(What to do): Exactly the lines starting at the line containing "impl Display for" and ending at the line containing "let mut board = B::default();" are to be written out from the listing below, both included.

Segment Open

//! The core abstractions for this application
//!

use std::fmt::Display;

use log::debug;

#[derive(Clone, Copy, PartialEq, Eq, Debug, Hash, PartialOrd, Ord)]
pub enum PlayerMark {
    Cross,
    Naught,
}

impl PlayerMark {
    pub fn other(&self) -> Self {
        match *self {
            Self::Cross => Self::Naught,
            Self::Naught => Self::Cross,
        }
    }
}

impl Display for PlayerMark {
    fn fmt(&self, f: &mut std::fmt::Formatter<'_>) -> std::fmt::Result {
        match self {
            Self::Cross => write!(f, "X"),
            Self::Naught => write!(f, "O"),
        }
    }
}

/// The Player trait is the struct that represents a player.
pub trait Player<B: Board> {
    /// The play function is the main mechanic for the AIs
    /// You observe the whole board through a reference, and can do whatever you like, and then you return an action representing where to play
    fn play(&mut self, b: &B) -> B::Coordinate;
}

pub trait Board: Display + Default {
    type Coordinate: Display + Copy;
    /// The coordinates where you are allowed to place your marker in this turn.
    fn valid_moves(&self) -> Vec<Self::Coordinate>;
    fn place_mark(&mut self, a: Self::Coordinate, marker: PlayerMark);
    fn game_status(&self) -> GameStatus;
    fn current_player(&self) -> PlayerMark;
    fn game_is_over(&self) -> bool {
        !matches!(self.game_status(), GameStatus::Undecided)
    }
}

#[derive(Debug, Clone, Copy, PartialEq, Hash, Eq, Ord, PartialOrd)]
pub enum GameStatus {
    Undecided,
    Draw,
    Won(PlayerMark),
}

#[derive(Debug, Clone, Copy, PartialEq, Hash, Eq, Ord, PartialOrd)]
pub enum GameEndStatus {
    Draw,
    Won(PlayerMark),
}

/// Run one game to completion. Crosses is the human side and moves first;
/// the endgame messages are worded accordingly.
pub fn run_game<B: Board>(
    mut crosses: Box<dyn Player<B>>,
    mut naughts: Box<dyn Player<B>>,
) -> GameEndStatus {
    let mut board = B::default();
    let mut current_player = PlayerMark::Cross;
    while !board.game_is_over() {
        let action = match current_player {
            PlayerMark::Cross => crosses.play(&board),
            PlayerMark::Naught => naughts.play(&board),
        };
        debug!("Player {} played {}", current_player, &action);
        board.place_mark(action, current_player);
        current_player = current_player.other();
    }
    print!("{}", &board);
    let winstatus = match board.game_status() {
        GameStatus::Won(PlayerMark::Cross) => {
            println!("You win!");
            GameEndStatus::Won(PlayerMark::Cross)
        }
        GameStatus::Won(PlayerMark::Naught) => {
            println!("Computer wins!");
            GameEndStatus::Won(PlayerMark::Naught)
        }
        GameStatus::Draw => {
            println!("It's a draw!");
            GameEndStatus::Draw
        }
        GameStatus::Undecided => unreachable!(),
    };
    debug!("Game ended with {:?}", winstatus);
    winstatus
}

Segment Closed
Segment Open

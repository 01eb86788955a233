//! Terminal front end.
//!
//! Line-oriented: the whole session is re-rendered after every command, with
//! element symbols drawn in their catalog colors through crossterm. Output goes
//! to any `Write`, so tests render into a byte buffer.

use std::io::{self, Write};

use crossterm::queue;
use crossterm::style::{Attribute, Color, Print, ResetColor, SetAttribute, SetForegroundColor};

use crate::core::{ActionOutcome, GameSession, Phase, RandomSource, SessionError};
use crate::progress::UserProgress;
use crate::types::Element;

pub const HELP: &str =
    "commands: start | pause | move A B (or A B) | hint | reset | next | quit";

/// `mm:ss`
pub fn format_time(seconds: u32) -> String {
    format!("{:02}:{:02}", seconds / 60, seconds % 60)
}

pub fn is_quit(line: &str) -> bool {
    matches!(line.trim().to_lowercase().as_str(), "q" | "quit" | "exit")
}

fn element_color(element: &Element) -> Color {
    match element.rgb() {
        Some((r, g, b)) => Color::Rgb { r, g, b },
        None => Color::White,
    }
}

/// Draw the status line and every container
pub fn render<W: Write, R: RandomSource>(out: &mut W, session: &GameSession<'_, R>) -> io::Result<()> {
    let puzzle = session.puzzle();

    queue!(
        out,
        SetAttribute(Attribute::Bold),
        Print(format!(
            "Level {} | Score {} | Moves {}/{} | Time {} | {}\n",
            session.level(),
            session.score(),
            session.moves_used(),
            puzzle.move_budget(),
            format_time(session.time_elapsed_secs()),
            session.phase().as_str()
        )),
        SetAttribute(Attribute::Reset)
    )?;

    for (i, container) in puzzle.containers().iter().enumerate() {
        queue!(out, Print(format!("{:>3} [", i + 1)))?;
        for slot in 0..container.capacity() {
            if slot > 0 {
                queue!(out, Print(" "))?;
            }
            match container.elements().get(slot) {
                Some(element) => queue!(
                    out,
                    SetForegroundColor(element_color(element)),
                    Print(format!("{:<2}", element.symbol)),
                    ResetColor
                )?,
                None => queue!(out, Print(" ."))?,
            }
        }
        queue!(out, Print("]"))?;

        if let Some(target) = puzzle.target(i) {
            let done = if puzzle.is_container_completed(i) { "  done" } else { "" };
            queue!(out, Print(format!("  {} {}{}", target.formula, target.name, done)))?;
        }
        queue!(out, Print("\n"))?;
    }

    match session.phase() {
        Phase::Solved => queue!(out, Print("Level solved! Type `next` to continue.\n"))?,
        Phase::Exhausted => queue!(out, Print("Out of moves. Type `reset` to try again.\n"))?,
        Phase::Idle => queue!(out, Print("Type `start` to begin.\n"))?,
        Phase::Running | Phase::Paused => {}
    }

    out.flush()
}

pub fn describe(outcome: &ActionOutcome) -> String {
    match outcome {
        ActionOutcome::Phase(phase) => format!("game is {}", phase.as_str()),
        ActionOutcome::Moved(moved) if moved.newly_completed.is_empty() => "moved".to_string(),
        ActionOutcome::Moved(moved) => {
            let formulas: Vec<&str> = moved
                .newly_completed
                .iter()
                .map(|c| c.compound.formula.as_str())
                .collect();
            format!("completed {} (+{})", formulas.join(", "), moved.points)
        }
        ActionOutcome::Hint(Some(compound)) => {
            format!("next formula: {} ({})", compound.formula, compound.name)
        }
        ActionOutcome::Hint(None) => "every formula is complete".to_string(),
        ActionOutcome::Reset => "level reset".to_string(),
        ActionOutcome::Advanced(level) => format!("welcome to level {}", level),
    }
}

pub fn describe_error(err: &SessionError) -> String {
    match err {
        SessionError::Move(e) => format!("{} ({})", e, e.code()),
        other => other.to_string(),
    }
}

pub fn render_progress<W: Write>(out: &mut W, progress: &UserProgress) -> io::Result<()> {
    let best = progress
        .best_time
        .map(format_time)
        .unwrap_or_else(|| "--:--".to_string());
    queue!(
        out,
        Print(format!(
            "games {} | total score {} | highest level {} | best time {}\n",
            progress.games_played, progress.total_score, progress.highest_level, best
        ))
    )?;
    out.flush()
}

Segment Closed
Segment Open

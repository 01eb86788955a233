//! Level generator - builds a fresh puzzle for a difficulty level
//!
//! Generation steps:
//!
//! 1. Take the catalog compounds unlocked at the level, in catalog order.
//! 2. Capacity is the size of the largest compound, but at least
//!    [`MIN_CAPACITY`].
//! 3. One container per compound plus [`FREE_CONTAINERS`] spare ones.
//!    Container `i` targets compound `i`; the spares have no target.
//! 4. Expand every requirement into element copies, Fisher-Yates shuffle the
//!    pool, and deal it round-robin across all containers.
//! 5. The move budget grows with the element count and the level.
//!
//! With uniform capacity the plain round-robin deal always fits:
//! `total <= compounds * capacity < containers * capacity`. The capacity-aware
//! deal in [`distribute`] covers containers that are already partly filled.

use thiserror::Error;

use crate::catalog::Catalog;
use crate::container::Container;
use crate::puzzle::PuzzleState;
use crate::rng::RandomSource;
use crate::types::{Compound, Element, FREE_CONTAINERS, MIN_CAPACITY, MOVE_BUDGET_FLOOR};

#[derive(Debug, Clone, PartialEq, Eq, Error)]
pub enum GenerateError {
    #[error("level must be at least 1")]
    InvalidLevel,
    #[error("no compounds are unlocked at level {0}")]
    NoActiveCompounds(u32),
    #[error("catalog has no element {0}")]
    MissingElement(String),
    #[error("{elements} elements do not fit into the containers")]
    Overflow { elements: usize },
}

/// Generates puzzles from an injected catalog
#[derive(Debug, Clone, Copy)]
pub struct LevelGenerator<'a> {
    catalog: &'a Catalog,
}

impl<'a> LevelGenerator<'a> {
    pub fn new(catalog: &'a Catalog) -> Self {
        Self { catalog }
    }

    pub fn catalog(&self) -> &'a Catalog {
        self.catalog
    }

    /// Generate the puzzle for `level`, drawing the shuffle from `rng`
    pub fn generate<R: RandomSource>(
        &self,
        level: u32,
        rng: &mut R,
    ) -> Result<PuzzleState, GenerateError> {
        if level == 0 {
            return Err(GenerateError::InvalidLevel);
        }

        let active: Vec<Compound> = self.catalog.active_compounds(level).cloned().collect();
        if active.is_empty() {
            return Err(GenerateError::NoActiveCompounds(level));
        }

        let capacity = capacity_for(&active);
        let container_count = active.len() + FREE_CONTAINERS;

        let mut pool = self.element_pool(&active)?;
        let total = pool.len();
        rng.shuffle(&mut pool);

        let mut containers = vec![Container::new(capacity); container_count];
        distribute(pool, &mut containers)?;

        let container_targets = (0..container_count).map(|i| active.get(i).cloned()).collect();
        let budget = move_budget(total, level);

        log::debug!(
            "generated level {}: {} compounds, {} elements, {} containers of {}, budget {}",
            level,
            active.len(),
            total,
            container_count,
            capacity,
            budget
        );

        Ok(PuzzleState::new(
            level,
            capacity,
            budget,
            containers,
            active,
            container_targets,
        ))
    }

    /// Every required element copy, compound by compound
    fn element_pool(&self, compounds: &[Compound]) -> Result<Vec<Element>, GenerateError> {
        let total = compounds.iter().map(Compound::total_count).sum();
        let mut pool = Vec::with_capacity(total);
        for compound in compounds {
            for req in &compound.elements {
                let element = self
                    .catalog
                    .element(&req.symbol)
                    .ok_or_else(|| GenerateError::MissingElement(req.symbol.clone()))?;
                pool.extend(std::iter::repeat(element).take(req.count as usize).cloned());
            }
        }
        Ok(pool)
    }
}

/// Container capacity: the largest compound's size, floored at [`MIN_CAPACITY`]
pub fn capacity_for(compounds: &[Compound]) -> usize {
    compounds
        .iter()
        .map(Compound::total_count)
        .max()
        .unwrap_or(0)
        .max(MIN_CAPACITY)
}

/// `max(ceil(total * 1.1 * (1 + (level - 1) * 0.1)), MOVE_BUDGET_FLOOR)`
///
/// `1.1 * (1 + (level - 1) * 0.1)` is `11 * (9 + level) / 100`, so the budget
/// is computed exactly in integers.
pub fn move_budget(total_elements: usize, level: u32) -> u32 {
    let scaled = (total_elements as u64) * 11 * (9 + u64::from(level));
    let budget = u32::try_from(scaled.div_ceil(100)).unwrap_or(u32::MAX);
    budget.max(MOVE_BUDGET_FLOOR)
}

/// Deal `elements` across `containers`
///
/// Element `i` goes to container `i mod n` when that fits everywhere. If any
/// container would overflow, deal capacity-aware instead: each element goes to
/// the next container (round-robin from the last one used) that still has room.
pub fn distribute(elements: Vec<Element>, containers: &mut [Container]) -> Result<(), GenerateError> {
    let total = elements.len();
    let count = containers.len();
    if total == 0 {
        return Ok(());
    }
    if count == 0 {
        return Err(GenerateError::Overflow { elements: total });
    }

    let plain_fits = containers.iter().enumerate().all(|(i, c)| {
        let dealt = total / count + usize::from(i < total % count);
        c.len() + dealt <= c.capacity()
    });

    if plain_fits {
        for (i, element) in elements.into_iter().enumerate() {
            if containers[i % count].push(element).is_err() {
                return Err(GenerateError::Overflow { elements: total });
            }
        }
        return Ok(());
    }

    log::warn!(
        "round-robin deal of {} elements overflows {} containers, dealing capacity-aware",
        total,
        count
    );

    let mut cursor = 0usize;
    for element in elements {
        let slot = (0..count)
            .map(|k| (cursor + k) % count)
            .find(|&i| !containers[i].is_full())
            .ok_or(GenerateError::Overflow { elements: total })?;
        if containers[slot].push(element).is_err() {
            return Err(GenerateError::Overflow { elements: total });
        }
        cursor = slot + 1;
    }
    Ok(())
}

Segment Closed

(Solution below):
impl Display for PlayerMark {
    fn fmt(&self, f: &mut std::fmt::Formatter<'_>) -> std::fmt::Result {
        match self {
            Self::Cross => write!(f, "X"),
            Self::Naught => write!(f, "O"),
        }
    }
}

/// The Player trait is the struct that represents a player.
pub trait Player<B: Board> {
    /// The play function is the main mechanic for the AIs
    /// You observe the whole board through a reference, and can do whatever you like, and then you return an action representing where to play
    fn play(&mut self, b: &B) -> B::Coordinate;
}

pub trait Board: Display + Default {
    type Coordinate: Display + Copy;
    /// The coordinates where you are allowed to place your marker in this turn.
    fn valid_moves(&self) -> Vec<Self::Coordinate>;
    fn place_mark(&mut self, a: Self::Coordinate, marker: PlayerMark);
    fn game_status(&self) -> GameStatus;
    fn current_player(&self) -> PlayerMark;
    fn game_is_over(&self) -> bool {
        !matches!(self.game_status(), GameStatus::Undecided)
    }
}

#[derive(Debug, Clone, Copy, PartialEq, Hash, Eq, Ord, PartialOrd)]
pub enum GameStatus {
    Undecided,
    Draw,
    Won(PlayerMark),
}

#[derive(Debug, Clone, Copy, PartialEq, Hash, Eq, Ord, PartialOrd)]
pub enum GameEndStatus {
    Draw,
    Won(PlayerMark),
}

/// Run one game to completion. Crosses is the human side and moves first;
/// the endgame messages are worded accordingly.
pub fn run_game<B: Board>(
    mut crosses: Box<dyn Player<B>>,
    mut naughts: Box<dyn Player<B>>,
) -> GameEndStatus {
    let mut board = B::default();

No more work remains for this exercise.